Here we generalize this framework, by allowing the vortices to have a non-zero mass. The latter may arise for example due to atoms which are distinguishable from the ones composing the superfluid, or are excited out of it as a result of thermal or quantum fluctuations and remain trapped in the vortex cores.
Providing vortices with a mass alters dramatically their dynamics, since the particles trapped in the vortex core experience an effective synthetic gauge field provided by the surrounding superfluid component, which leads to a density-dependent synthetic magnetic field.
In a hard-walled cylindrical container [1] and on an annulus [2] the additional mass leads to a modification of the precession frequency, and the usual precession turns into a cyclotron motion, which for large mass eventually becomes unstable. In a generic trapping potential $V\propto r^k$, the dynamics acquires an additional intriguing feature which may be easily observed: the direction of precession changes sign for sufficiently large mass [3].
[1] A. Richaud, V. Penna, and A. L. Fetter
Dynamics of massive point vortices in a binary mixture of Bose-Einstein condensates
Phys.
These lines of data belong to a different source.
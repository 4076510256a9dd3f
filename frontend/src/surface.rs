//! Display grouping for the raw surface tags reported by the routing service.

pub const DEFAULT_ROUTE_COLOR: &str = "#3b82f6";
pub const UNKNOWN_COLOR: &str = "#6b7280";

#[derive(Debug, Clone, Copy, PartialEq, Eq, Hash)]
pub enum SurfaceCategory {
    Trail,
    Cycleway,
    QuietRoad,
    Residential,
    MainRoad,
    Unknown,
}

impl SurfaceCategory {
    pub fn of(tag: &str) -> Self {
        match tag {
            "footway" | "path" | "bridleway" | "track" | "steps" | "pedestrian" => {
                SurfaceCategory::Trail
            }
            "cycleway" => SurfaceCategory::Cycleway,
            "unclassified" | "tertiary" | "tertiary_link" => SurfaceCategory::QuietRoad,
            "residential" | "living_street" | "service" => SurfaceCategory::Residential,
            "primary" | "primary_link" | "secondary" | "secondary_link" | "trunk"
            | "trunk_link" => SurfaceCategory::MainRoad,
            _ => SurfaceCategory::Unknown,
        }
    }

    pub fn label(self) -> &'static str {
        match self {
            SurfaceCategory::Trail => "Trail / Footpath",
            SurfaceCategory::Cycleway => "Cycleway",
            SurfaceCategory::QuietRoad => "Quiet Road",
            SurfaceCategory::Residential => "Residential",
            SurfaceCategory::MainRoad => "Main Road",
            SurfaceCategory::Unknown => "Unknown",
        }
    }
}

/// Color for one raw tag. Tags within a category may differ in shade.
pub fn surface_color(tag: &str) -> &'static str {
    match tag {
        "footway" | "path" | "pedestrian" | "steps" => "#16a34a",
        "bridleway" | "track" => "#65a30d",
        "cycleway" => "#0d9488",
        "unclassified" | "tertiary" | "tertiary_link" => "#eab308",
        "residential" | "living_street" => "#f97316",
        "service" => "#fb923c",
        "secondary" | "secondary_link" => "#ef4444",
        "primary" | "primary_link" => "#dc2626",
        "trunk" | "trunk_link" => "#991b1b",
        _ => UNKNOWN_COLOR,
    }
}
Rev. A 103, 023311 (2021)
[2] M. Caldara, A. Richaud, M. Capone, and P. Massignan
Massive superfluid vortices and vortex necklaces on a planar annulus
Scipost Phys., in press (arXiv:2301.08493)
[3] A. Richaud, P. Massignan, V. Penna, and A. L. Fetter
Dynamics of a massive superfluid vortex in $r^k$ confining potentials
Phys. Rev. A 106, 063307 (2022).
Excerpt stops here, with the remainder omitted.